Implementation Language Type Design Approach Status
jlox Java Tree-walking interpreter Visitor Pattern (OOP) ✅ Migrated
clox C Bytecode VM Manual memory mgmt ✅ Migrated
slox Scala Tree-walking interpreter Algebraic Data Types (FP) ✅ Migrated

Design Paradigm Comparison:

  • jlox (Java): Classic Visitor Pattern for AST traversal, demonstrating object-oriented design principles from Crafting Interpreters
  • clox (C): Bytecode compiler with VM, focusing on performance through manual memory management and optimized instruction dispatch
  • slox (Scala): Algebraic Data Types (ADTs) with pattern matching, showcasing functional programming approach that eliminates the need for visitor pattern

Lox Language Features: Dynamic typing, first-class functions, closures, classes with inheritance, automatic garbage collection

Educational Value: These three implementations showcase how the same language can be built using radically different paradigms and techniques.

Needs: Standardized test suite, performance benchmarks comparing all three implementations


Eva Interpreter ✅ - Two Implementations

Eva is a Lisp-style educational language focusing on functional programming concepts, implemented in two different execution models:

Implementation Language Type Status
eva-js-interpreter JavaScript Tree-walking (AST interpreter) ✅ Migrated
eva-cpp-vm C++ Bytecode Virtual Machine ✅ Migrated

eva-js-interpreter - JavaScript Tree-Walking Interpreter

  • Language: JavaScript
  • Architecture: Direct AST interpretation
  • Input: JavaScript objects representing the AST
  • Execution: Recursive evaluation of AST nodes

Key Features:

  • AST as JavaScript Objects: The abstract syntax tree is represented using native JavaScript objects
    // Example AST representation
    ['def', 'x', 10]           // Variable definition
    ['+', ['var', 'x'], 5]     // Expression
    ['if', condition, then, else]  // Control flow
  • Direct Interpretation: Walks and evaluates the AST directly without compilation
  • S-Expression Support: Lisp-style syntax with prefix notation
  • Dynamic Execution: Leverages JavaScript's dynamic nature

eva-cpp-vm - C++ Virtual Machine Implementation

  • Language: C++
  • Architecture: Bytecode compiler + virtual machine
  • Pipeline: AST → Bytecode → VM Execution

Key Features:

  • Bytecode Compilation: Compiles AST to bytecode instructions
  • Stack-Based VM: Virtual machine with stack-based execution model
  • Performance: Significantly faster execution than tree-walking approach
  • OOP Design: Uses C++ classes for VM components

VM Architecture:

Source → Parser → AST → Compiler → Bytecode → VM → Result

Instruction Set Examples:

PUSH <value>     # Push value onto stack
ADD              # Pop two values, push sum
LOAD <var>       # Load variable
STORE <var>      # Store to variable
CALL <addr>      # Function call
JMP <addr>       # Unconditional jump

Educational Value:

  • Demonstrates bytecode compilation techniques
  • Shows VM implementation in modern C++
  • Compares interpreted vs.
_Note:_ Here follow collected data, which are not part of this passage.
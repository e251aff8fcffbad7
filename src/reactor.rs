//! The single control loop: readiness polling, admission control, timeout
//! sweeps and connection lifecycle.
//!
//! Everything runs on the calling thread. Suspension only ever happens
//! implicitly: when a parsing step reports `NeedMoreInput`, control returns
//! here to wait for the next readiness event for that socket. Connections
//! live in a stable-key table — removing one never disturbs the others.

use std::{
    collections::HashMap,
    io::{self, Read, Write},
    net::SocketAddr,
    sync::{
        atomic::{AtomicBool, Ordering},
        Arc,
    },
    time::Instant,
};

use bytes::Buf;
use http::{StatusCode, Version};
use mio::{
    event::Event,
    net::{TcpListener, TcpStream},
    Events, Interest, Poll, Token,
};
use tracing::{debug, info, trace, warn};

use crate::{
    assemble,
    config::Config,
    conn::{Connection, Framing},
    decode,
    error::ReactorError,
    handler::Handler,
    response,
    types::Progress,
};

const EVENT_CAPACITY: usize = 1024;
const READ_CHUNK: usize = 64 * 1024;

struct Listener {
    socket: TcpListener,
    /// the address from the config, which per-request resolution keys on
    configured: SocketAddr,
    /// accepts were deferred because the connection limit was reached;
    /// retried on later iterations once capacity frees up
    saturated: bool,
}

struct Client {
    socket: TcpStream,
    conn: Connection,
    listener: SocketAddr,
    interest: Interest,
}

pub struct Reactor<H: Handler> {
    poll: Poll,
    config: Config,
    handler: H,
    listeners: Vec<Listener>,
    conns: HashMap<Token, Client>,
    next_token: usize,
    running: Arc<AtomicBool>,
    scratch: Box<[u8]>,
}

impl<H: Handler> Reactor<H> {
    pub fn new(config: Config, handler: H) -> Result<Self, ReactorError> {
        let poll = Poll::new().map_err(ReactorError::Poll)?;

        let mut listeners = Vec::new();
        for (index, addr) in config.listen_addrs().into_iter().enumerate() {
            let mut socket =
                TcpListener::bind(addr).map_err(|source| ReactorError::Bind { addr, source })?;
            poll.registry()
                .register(&mut socket, Token(index), Interest::READABLE)
                .map_err(ReactorError::Register)?;
            info!(%addr, "listening");
            listeners.push(Listener {
                socket,
                configured: addr,
                saturated: false,
            });
        }

        let next_token = listeners.len();
        Ok(Self {
            poll,
            config,
            handler,
            listeners,
            conns: HashMap::new(),
            next_token,
            running: Arc::new(AtomicBool::new(true)),
            scratch: vec![0u8; READ_CHUNK].into_boxed_slice(),
        })
    }

    /// Shared flag driving the loop; clear it (e.g. from a signal handler)
    /// to make the current poll iteration the last
    pub fn running_flag(&self) -> Arc<AtomicBool> {
        self.running.clone()
    }

    /// Actual bound addresses, in config order (useful when binding port 0)
    pub fn local_addrs(&self) -> io::Result<Vec<SocketAddr>> {
        self.listeners.iter().map(|l| l.socket.local_addr()).collect()
    }

    pub fn active_connections(&self) -> usize {
        self.conns.len()
    }

    /// Run until the running flag clears or the poll itself fails. All
    /// sockets are closed on the way out; in-flight responses are not
    /// completed.
    pub fn run(&mut self) -> Result<(), ReactorError> {
        let mut events = Events::with_capacity(EVENT_CAPACITY);

        while self.running.load(Ordering::SeqCst) {
            match self.poll.poll(&mut events, Some(self.config.poll_interval())) {
                Ok(()) => {}
                // a signal landed; the loop condition decides what's next
                Err(err) if err.kind() == io::ErrorKind::Interrupted => continue,
                Err(err) => {
                    warn!(?err, "readiness poll failed, shutting down");
                    self.close_all();
                    return Err(ReactorError::Poll(err));
                }
            }

            let now = Instant::now();
            for event in events.iter() {
                let token = event.token();
                if token.0 < self.listeners.len() {
                    self.accept_from(token.0);
                } else {
                    self.client_event(token, event, now);
                }
            }

            self.sweep_timeouts(Instant::now());
            self.retry_deferred_accepts();
        }

        info!("shutting down");
        self.close_all();
        Ok(())
    }

    /// Accept as long as there's capacity; at the limit the listener is left
    /// readable and the kernel backlog provides the backpressure
    fn accept_from(&mut self, index: usize) {
        loop {
            if self.conns.len() >= self.config.max_connections {
                trace!(
                    active = self.conns.len(),
                    "connection limit reached, deferring accepts"
                );
                self.listeners[index].saturated = true;
                return;
            }
            match self.listeners[index].socket.accept() {
                Ok((mut socket, peer)) => {
                    let token = Token(self.next_token);
                    self.next_token += 1;
                    if let Err(err) =
                        self.poll
                            .registry()
                            .register(&mut socket, token, Interest::READABLE)
                    {
                        warn!(?err, "could not register accepted socket");
                        continue;
                    }
                    debug!(%peer, ?token, "accepted connection");
                    self.conns.insert(
                        token,
                        Client {
                            socket,
                            conn: Connection::new(Instant::now()),
                            listener: self.listeners[index].configured,
                            interest: Interest::READABLE,
                        },
                    );
                }
                Err(err) if err.kind() == io::ErrorKind::WouldBlock => {
                    self.listeners[index].saturated = false;
                    return;
                }
                Err(err) if err.kind() == io::ErrorKind::Interrupted => continue,
                Err(err) => {
                    // fatal for that connection attempt only
                    warn!(?err, "accept failed");
                    return;
                }
            }
        }
    }

    fn retry_deferred_accepts(&mut self) {
        for index in 0..self.listeners.len() {
            if self.listeners[index].saturated && self.conns.len() < self.config.max_connections {
                self.accept_from(index);
            }
        }
    }

    fn client_event(&mut self, token: Token, event: &Event, now: Instant) {
        // read errors and hang-ups tear the connection down regardless of
        // parse state
        if event.is_error() || event.is_read_closed() {
            debug!(?token, "peer error/hang-up");
            self.teardown(token);
            return;
        }
        if event.is_readable() {
            self.client_readable(token, now);
        }
        if event.is_writable() && self.conns.contains_key(&token) {
            self.client_writable(token, now);
        }
    }

    fn client_readable(&mut self, token: Token, now: Instant) {
        let Some(client) = self.conns.get_mut(&token) else {
            return;
        };

        loop {
            match client.socket.read(&mut self.scratch) {
                Ok(0) => {
                    debug!(?token, "peer closed");
                    self.teardown(token);
                    return;
                }
                Ok(n) => client.conn.bytes_received(&self.scratch[..n], now),
                Err(err) if err.kind() == io::ErrorKind::WouldBlock => break,
                Err(err) if err.kind() == io::ErrorKind::Interrupted => continue,
                Err(err) => {
                    debug!(?token, ?err, "recv failed");
                    self.teardown(token);
                    return;
                }
            }
        }

        // a request that's been in flight too long beats further parsing
        if client
            .conn
            .in_flight_timed_out(self.config.request_timeout(), now)
        {
            debug!(?token, "in-flight timeout");
            client.conn.record_fatal(StatusCode::REQUEST_TIMEOUT);
            self.finalize(token, now);
            return;
        }

        self.drive(token, now);
    }

    /// Advance the ingestion state machine as far as the buffered input
    /// allows; hand off to the processor once the request is terminal
    fn drive(&mut self, token: Token, now: Instant) {
        loop {
            let Some(client) = self.conns.get_mut(&token) else {
                return;
            };
            match client.conn.framing {
                Framing::Undetermined => match assemble::advance(&mut client.conn) {
                    Progress::NeedMoreInput => return,
                    Progress::SyntaxError => {
                        self.finalize(token, now);
                        return;
                    }
                    Progress::Complete => {
                        if client.conn.is_fatal() {
                            // head limit blown; nothing was parsed, answer
                            // immediately
                            self.finalize(token, now);
                            return;
                        }
                        let host = client.conn.request.headers.host().map(str::to_string);
                        let path = client.conn.request.path().to_string();
                        let policy =
                            self.config
                                .resolve(client.listener, host.as_deref(), &path);
                        client.conn.policy = Some(policy);
                        decode::decide_framing(&mut client.conn);
                        // next iteration runs the decoder against whatever
                        // is already buffered
                    }
                },
                _ => match decode::advance(&mut client.conn) {
                    Progress::NeedMoreInput => return,
                    Progress::SyntaxError | Progress::Complete => {
                        self.finalize(token, now);
                        return;
                    }
                },
            }
        }
    }

    /// The request is terminal (complete, or cut short by an error): let the
    /// processor fill the outbound buffer, then switch to write interest
    fn finalize(&mut self, token: Token, now: Instant) {
        let Some(client) = self.conns.get_mut(&token) else {
            return;
        };
        let conn = &mut client.conn;

        if conn.request.headers.connection_close() {
            conn.keep_alive = false;
        }
        if conn.request.version == Version::HTTP_10 && !conn.request.headers.connection_keep_alive()
        {
            conn.keep_alive = false;
        }

        let status = conn.effective_status();
        let policy = match conn.policy.take() {
            Some(policy) => policy,
            // errored out before headers completed; resolve with defaults
            None => self.config.resolve(client.listener, None, "/"),
        };

        let response = self.handler.handle(&conn.request, status, &policy);
        let close = response.close || !conn.keep_alive;
        conn.keep_alive = !close;

        info!(
            status = response.status.as_u16(),
            method = %conn.request.method,
            target = %conn.request.target,
            close,
            "request"
        );
        response::encode_into(&response, close, &mut conn.output);

        self.set_interest(token, Interest::WRITABLE);
        self.client_writable(token, now);
    }

    fn client_writable(&mut self, token: Token, now: Instant) {
        let Some(client) = self.conns.get_mut(&token) else {
            return;
        };

        while !client.conn.output.is_empty() {
            match client.socket.write(&client.conn.output) {
                Ok(0) => {
                    self.teardown(token);
                    return;
                }
                Ok(n) => {
                    client.conn.output.advance(n);
                    client.conn.bytes_sent(now);
                }
                Err(err) if err.kind() == io::ErrorKind::WouldBlock => return,
                Err(err) if err.kind() == io::ErrorKind::Interrupted => continue,
                Err(err) => {
                    debug!(?token, ?err, "send failed");
                    self.teardown(token);
                    return;
                }
            }
        }

        if client.conn.keep_alive {
            // same socket, same record: ready for the next request
            trace!(?token, "response sent, resetting for keep-alive");
            client.conn.reset(now);
            self.set_interest(token, Interest::READABLE);
        } else {
            debug!(?token, "response sent, closing");
            self.teardown(token);
        }
    }

    fn sweep_timeouts(&mut self, now: Instant) {
        let idle = self.config.idle_timeout();
        let request = self.config.request_timeout();

        let mut idle_deaths = Vec::new();
        let mut late_requests = Vec::new();
        for (token, client) in &self.conns {
            let conn = &client.conn;
            if !conn.output.is_empty() {
                // a writer making no progress eventually goes too
                if conn.idle_timed_out(idle, now) {
                    idle_deaths.push(*token);
                }
            } else if conn.in_flight_timed_out(request, now) {
                late_requests.push(*token);
            } else if !conn.request_in_flight() && conn.idle_timed_out(idle, now) {
                idle_deaths.push(*token);
            }
        }

        // no request was in flight: nobody is owed a response
        for token in idle_deaths {
            debug!(?token, "idle timeout");
            self.teardown(token);
        }
        for token in late_requests {
            debug!(?token, "in-flight timeout");
            if let Some(client) = self.conns.get_mut(&token) {
                client.conn.record_fatal(StatusCode::REQUEST_TIMEOUT);
            }
            self.finalize(token, now);
        }
    }

    fn set_interest(&mut self, token: Token, interest: Interest) {
        let Some(client) = self.conns.get_mut(&token) else {
            return;
        };
        if client.interest == interest {
            return;
        }
        match self
            .poll
            .registry()
            .reregister(&mut client.socket, token, interest)
        {
            Ok(()) => client.interest = interest,
            Err(err) => {
                warn!(?token, ?err, "reregister failed");
                self.teardown(token);
            }
        }
    }

    fn teardown(&mut self, token: Token) {
        if let Some(mut client) = self.conns.remove(&token) {
            let _ = self.poll.registry().deregister(&mut client.socket);
            debug!(?token, active = self.conns.len(), "connection destroyed");
        }
    }

    fn close_all(&mut self) {
        for (_, mut client) in self.conns.drain() {
            let _ = self.poll.registry().deregister(&mut client.socket);
        }
        for listener in &mut self.listeners {
            let _ = self.poll.registry().deregister(&mut listener.socket);
        }
    }
}
//! Per-connection ingestion state.
//!
//! A [`Connection`] is owned exclusively by the reactor's connection table
//! and mutated only while handling that socket's readiness events. It holds
//! everything needed to resume parsing after an arbitrary number of short
//! reads: the unconsumed input, the request assembled so far, the body
//! framing mode and the error/timeout bookkeeping.

use std::time::{Duration, Instant};

use bytes::BytesMut;
use http::StatusCode;

use crate::{config::Policy, types::Request};

/// How the body length of the current request is determined. Decided exactly
/// once per request cycle, right after the header section is parsed.
#[derive(Debug, Clone, Copy, PartialEq, Eq)]
pub(crate) enum Framing {
    /// Headers not fully parsed yet
    Undetermined,

    /// `Content-Length` framing; `remaining == 0` also covers "no body
    /// expected"
    FixedLength { remaining: u64 },

    /// `Transfer-Encoding: chunked` framing
    Chunked { phase: ChunkPhase },
}

#[derive(Debug, Clone, Copy, PartialEq, Eq)]
pub(crate) enum ChunkPhase {
    /// Waiting for a full hex-size line
    ReadingSize,

    /// Waiting for `remaining` data bytes plus the trailing CRLF
    ReadingData { remaining: u64 },

    /// Zero-length chunk seen; scanning (and discarding) trailer lines up to
    /// the final CRLF
    ReadingTrailers,

    Done,
}

/// Error precedence: a semantic problem (unsupported method, bad header
/// value) is recorded but parsing continues so the stream stays framed; a
/// fatal problem (syntax error, size violation, timeout) short-circuits to
/// response generation. Once fatal, nothing downgrades the status.
#[derive(Debug, Clone, Copy, PartialEq, Eq, PartialOrd, Ord)]
enum Severity {
    None,
    Semantic,
    Fatal,
}

pub(crate) struct Connection {
    /// Bytes received but not yet consumed by parsing. Only ever shrinks
    /// from the front.
    pub input: BytesMut,

    /// Bytes queued for transmission
    pub output: BytesMut,

    /// The request being assembled (at most one in flight per connection)
    pub request: Request,

    pub framing: Framing,

    /// True while a fixed-length body read is incomplete across polls
    pub awaiting_body: bool,

    /// False once body bytes must be discarded instead of stored (the
    /// chunked stream is still drained to stay synchronized)
    pub consume_body: bool,

    /// Sticky once set
    pub exceeds_max_body: bool,

    /// Total decoded body bytes this request, whether stored or discarded;
    /// the size limit is enforced against this, not against what was kept
    pub decoded_total: u64,

    status: StatusCode,
    severity: Severity,

    pub keep_alive: bool,

    /// Policy resolved for the current request, available once headers are in
    pub policy: Option<Policy>,

    /// Set once per request cycle, drives the in-flight timeout
    first_byte_at: Option<Instant>,

    /// Updated on every successful read, drives the idle timeout
    last_activity: Instant,
}

impl Connection {
    pub fn new(now: Instant) -> Self {
        Self {
            input: BytesMut::new(),
            output: BytesMut::new(),
            request: Request::default(),
            framing: Framing::Undetermined,
            awaiting_body: false,
            consume_body: true,
            exceeds_max_body: false,
            decoded_total: 0,
            status: StatusCode::OK,
            severity: Severity::None,
            keep_alive: true,
            policy: None,
            first_byte_at: None,
            last_activity: now,
        }
    }

    /// Record bytes arriving from the socket
    pub fn bytes_received(&mut self, bytes: &[u8], now: Instant) {
        self.input.extend_from_slice(bytes);
        self.last_activity = now;
        if self.first_byte_at.is_none() {
            self.first_byte_at = Some(now);
        }
    }

    /// Record write progress on the socket; a response draining slowly
    /// through partial sends is not idle
    pub fn bytes_sent(&mut self, now: Instant) {
        self.last_activity = now;
    }

    /// A semantic problem: recorded (first one wins among semantic errors),
    /// never overrides a fatal status. Parsing continues; the body will be
    /// drained but not stored, and the connection won't be reused.
    pub fn record_semantic(&mut self, status: StatusCode) {
        if self.severity == Severity::None {
            self.status = status;
            self.severity = Severity::Semantic;
        }
        self.consume_body = false;
        self.keep_alive = false;
    }

    /// A fatal problem: overrides any semantic status; the first fatal status
    /// wins. The request is handed to the processor immediately.
    pub fn record_fatal(&mut self, status: StatusCode) {
        if self.severity < Severity::Fatal {
            self.status = status;
            self.severity = Severity::Fatal;
        }
        self.consume_body = false;
        self.keep_alive = false;
    }

    pub fn has_error(&self) -> bool {
        self.severity != Severity::None
    }

    pub fn is_fatal(&self) -> bool {
        self.severity == Severity::Fatal
    }

    /// Status the processor should answer with (200 when nothing went wrong)
    pub fn effective_status(&self) -> StatusCode {
        self.status
    }

    /// True once a byte of the current request has been read but the request
    /// hasn't been handed off yet
    pub fn request_in_flight(&self) -> bool {
        self.first_byte_at.is_some() && self.output.is_empty()
    }

    pub fn in_flight_timed_out(&self, limit: Duration, now: Instant) -> bool {
        match self.first_byte_at {
            Some(t) => self.request_in_flight() && now.duration_since(t) >= limit,
            None => false,
        }
    }

    pub fn idle_timed_out(&self, limit: Duration, now: Instant) -> bool {
        now.duration_since(self.last_activity) >= limit
    }

    /// Reset for keep-alive reuse: same socket, same record, fresh request
    /// cycle. Everything except `last_activity` returns to its initial
    /// state.
    pub fn reset(&mut self, now: Instant) {
        self.input.clear();
        self.output.clear();
        self.request = Request::default();
        self.framing = Framing::Undetermined;
        self.awaiting_body = false;
        self.consume_body = true;
        self.exceeds_max_body = false;
        self.decoded_total = 0;
        self.status = StatusCode::OK;
        self.severity = Severity::None;
        self.keep_alive = true;
        self.policy = None;
        self.first_byte_at = None;
        self.last_activity = now;
    }
}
VM execution models
  • Illustrates instruction encoding and dispatch

Comparison: eva-js vs. eva-cpp-vm

Aspect eva-js-interpreter (JavaScript) eva-cpp-vm (C++)
Execution Model Tree-walking Bytecode VM
Speed Slower (AST traversal) Faster (compiled bytecode)
Memory Automatic GC Manual/RAII management
Complexity Simpler implementation More complex (compiler + VM)
Portability Requires JS runtime Standalone binary
Code Size More concise More verbose

Eva Language Features (both implementations):

  • S-expressions and prefix notation
  • Dynamic typing
  • First-class functions
  • Closures and lexical scoping
  • Higher-order functions
  • Functional programming emphasis

Needs: Comprehensive examples, performance benchmarks comparing both implementations, extended standard library


Lisp Family Interpreters

lispy - C Implementation with Parser Combinators

  • Language: C
  • Parser: Micro Parser Combinators (MPC) library
  • Status: Migrated
  • Architecture: Hand-written in C using a lightweight parser combinator library

Key Features:

  • Parser Combinators in C: Demonstrates functional parsing techniques in a procedural language
  • MPC Library: Uses combinators like mpc_or, mpc_and, mpc_many to build the parser declaratively
  • S-Expression Support: Full Lisp-style syntax parsing
  • Minimal Dependencies: Lightweight implementation suitable for educational purposes

Example MPC Usage:

mpc_parser_t* Number = mpc_new("number");
mpc_parser_t* Symbol = mpc_new("symbol");
mpc_parser_t* Sexpr  = mpc_new("sexpr");

// Combine parsers using combinators
mpca_lang(MPCA_LANG_DEFAULT,
  " number  : /-?[0-9]+/ ;           \
    symbol  : '+' | '-' | '*' | '/' ; \
    sexpr   : '(' <expr>* ')' ;      \
    expr    : <number> | <symbol> | <sexpr> ; ",
  Number, Symbol, Sexpr, ...);

Educational Value: Shows how functional parser combinator patterns can be applied in C, bridging functional and procedural worlds.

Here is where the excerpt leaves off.